Now, some images appear more blurry than others. For some, it’s just a brief outline. For others, there’s more facial features that you can recognize. You will be able to distinguish some clothes, even for some of the images. The idea is, he trained as a photographer, and so he’s playing with this idea of memory, absence, presence, visibility, invisibility. He shows our desire to capture, to hold on, either to a loved one or to the image itself. But yet our failure, even photographs tend to fade away, right? So that’s what the artwork is telling us.

He’s very much interested in this idea of presence, absence, and also working within the Colombian context, the violence that is inflicted upon bodies. He has made it very clear that these are universal topics and we can all relate to them.

Miller: In the catalog for the exhibition, it says that the art “calls attention to hidden histories, unwritten accounts, marginalized voices and lost files, and that it seeks to render visible what has been declared invisible.” And we could hear that in what you were just talking about with the breathing example.

I can imagine some journalists, though, saying that they aim to do very similar things to that quote I just read.
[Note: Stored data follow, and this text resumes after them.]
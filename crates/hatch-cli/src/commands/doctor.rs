use super::{Workspace, EXIT_FAILURE, EXIT_SUCCESS};
use hatch_core::StoreLock;
use hatch_installers::{check_backend_prereqs, format_missing};
use std::path::Path;

pub fn run(home: &Path, json_output: bool) -> Result<u8, String> {
    let mut checks: Vec<Check> = Vec::new();
    let mut all_pass = true;

    let workspace = match Workspace::open(home) {
        Ok(ws) => {
            checks.push(Check::pass("config", "Configuration is valid"));
            ws
        }
        Err(e) => {
            checks.push(Check::fail("config", &e));
            return print_results(&checks, false, json_output);
        }
    };

    check_backend(&workspace, &mut checks, &mut all_pass);
    check_store(&workspace, &mut checks, &mut all_pass);

    print_results(&checks, all_pass, json_output)
}

fn check_backend(workspace: &Workspace, checks: &mut Vec<Check>, all_pass: &mut bool) {
    match workspace.backend.as_str() {
        "mock" => checks.push(Check::info(
            "backend",
            "Mock backend selected; nothing is installed for real",
        )),
        "system" => {
            let config = workspace
                .config
                .backend_config(workspace.store.environment_dir("default"));
            let missing = check_backend_prereqs(&config);
            if missing.is_empty() {
                checks.push(Check::pass("backend_prereqs", "Backend tools available"));
            } else {
                // Only the affected dependency kinds are unusable.
                checks.push(Check::warn("backend_prereqs", &format_missing(&missing)));
            }
        }
        other => {
            *all_pass = false;
            checks.push(Check::fail(
                "backend",
                &format!("Unknown installer backend '{other}'"),
            ));
        }
    }

    match workspace.package_source() {
        Some(dir) if dir.is_dir() => checks.push(Check::pass(
            "package_source",
            &format!("Package source {}", dir.display()),
        )),
        Some(dir) => {
            *all_pass = false;
            checks.push(Check::fail(
                "package_source",
                &format!("Package source {} does not exist", dir.display()),
            ));
        }
        None => checks.push(Check::info(
            "package_source",
            "No local package source configured",
        )),
    }
}

fn check_store(workspace: &Workspace, checks: &mut Vec<Check>, all_pass: &mut bool) {
    let store = &workspace.store;
    match store.environments() {
        Ok(envs) => checks.push(Check::info(
            "environments",
            &format!("{} environments recorded", envs.len()),
        )),
        Err(e) => {
            *all_pass = false;
            checks.push(Check::fail(
                "environments",
                &format!("Cannot read environments: {e}"),
            ));
            return;
        }
    }

    if !store.lock_path().exists() {
        return;
    }
    match StoreLock::try_acquire(&store.lock_path()) {
        Ok(Some(_)) => checks.push(Check::pass("store_lock", "Environment lock is free")),
        Ok(None) => checks.push(Check::warn(
            "store_lock",
            "Environment lock is held by another process",
        )),
        Err(e) => {
            *all_pass = false;
            checks.push(Check::fail(
                "store_lock",
                &format!("Cannot check environment lock: {e}"),
            ));
        }
    }
}

fn print_results(checks: &[Check], all_pass: bool, json_output: bool) -> Result<u8, String> {
    if json_output {
        let json = serde_json::json!({
            "healthy": all_pass,
            "checks": checks.iter().map(|c| serde_json::json!({
                "name": c.name,
                "status": c.status,
                "message": c.message,
            })).collect::<Vec<_>>(),
        });
        println!(
            "{}",
            serde_json::to_string_pretty(&json).map_err(|e| e.to_string())?
        );
    } else {
        println!("Hatch Doctor\n");
        for check in checks {
            let icon = match check.status {
                "pass" => "✓",
                "fail" => "✗",
                "warn" => "⚠",
                _ => "ℹ",
            };
            println!("  {icon} {}", check.message);
        }
        println!();
        if all_pass {
            println!("All checks passed.");
        } else {
            println!("Some checks failed. See above for details.");
        }
    }
    Ok(if all_pass { EXIT_SUCCESS } else { EXIT_FAILURE })
}

struct Check {
    name: &'static str,
    status: &'static str,
    message: String,
}

impl Check {
    fn new(name: &'static str, status: &'static str, message: &str) -> Self {
        Self {
            name,
            status,
            message: message.to_owned(),
        }
    }

    fn pass(name: &'static str, message: &str) -> Self {
        Self::new(name, "pass", message)
    }

    fn fail(name: &'static str, message: &str) -> Self {
        Self::new(name, "fail", message)
    }

    fn warn(name: &'static str, message: &str) -> Self {
        Self::new(name, "warn", message)
    }

    fn info(name: &'static str, message: &str) -> Self {
        Self::new(name, "info", message)
    }
}
use super::{json_pretty, Workspace, EXIT_SUCCESS};
use hatch_core::{validate_env_name, EnvironmentStore};
use std::path::Path;

pub fn run(home: &Path, environment: Option<&str>, json: bool) -> Result<u8, String> {
    let workspace = Workspace::open(home)?;
    let store = &workspace.store;

    let Some(environment) = environment else {
        let envs = store.environments().map_err(|e| e.to_string())?;
        if json {
            println!("{}", json_pretty(&envs)?);
        } else if envs.is_empty() {
            println!("no environments found");
        } else {
            for env in &envs {
                println!("{env}");
            }
        }
        return Ok(EXIT_SUCCESS);
    };

    validate_env_name(environment).map_err(|e| e.to_string())?;
    let records = store.installed(environment).map_err(|e| e.to_string())?;
    if json {
        println!("{}", json_pretty(&records)?);
    } else if records.is_empty() {
        println!("no dependencies recorded in '{environment}'");
    } else {
        println!("{:<10} {:<24} {:<12} INSTALLED_AT", "KIND", "NAME", "VERSION");
        for r in &records {
            println!(
                "{:<10} {:<24} {:<12} {}",
                r.kind.to_string(),
                r.name,
                r.version.as_deref().unwrap_or("-"),
                r.installed_at
            );
        }
    }
    Ok(EXIT_SUCCESS)
}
What do you see as a difference between the art you’re interested in and journalism?

Miramontes Olivas: Great question. Well, the artist approaches with an aesthetic object, and it might communicate on those topics. But also, more than that, art is informed by our own experiences. The reader, the viewer’s background. So that’s part of it.

The other thing is that, in the gallery, there is this space for reflection, for collective engagement and community-building, solidarity. So when you’re at the museum there’s this opportunity to talk to others, to engage in conversation, and the exchange of ideas here. They’re also responding to our historical questions.

It’s not very common to find mirrors in a gallery. You can find painted mirrors in an artwork but not the actual mirror as a work of art in this case. So the artists are in dialogue with their peers and with the past, as well, with other artists and art historians. I think that’s part of the richness of art. It can communicate on multiple levels. Even if you don’t know any of the issues that they are trying to communicate on, there will be this memory of the interaction with Breath, in this case.

Miller: What does it mean to you to be putting this show up in the U.S. now, at this particular political moment?

Miramontes Olivas: Well, at this particular moment, we take for granted our rights, but we are not immune to dictatorial regimes, to authoritarian governments. So it’s an invitation to engage – whether it’s here in the United States, in Mexico, in Venezuela, in other countries – with the political life of the country to participate, to vote. We are accustomed to being able to speak and enjoy freedom of expression. For example, you were talking about journalism.

But it cannot be taken for granted. The state of deception and militarization, these are harsh regimes, and they don’t allow any tolerance. Opposition leaders are targeted, they’re silenced, they’re in prison, they’re tortured, they disappear. And so it’s a call for action.

Miller: Adriana Miramontes Olivas, thanks very much.

Miramontes Olivas: Thank you.

Miller: Adriana Miramontes Olivas is the curator of the Necroarchivos exhibit that’s up right now through December at the Jordan Schnitzer Museum of Art in Eugene.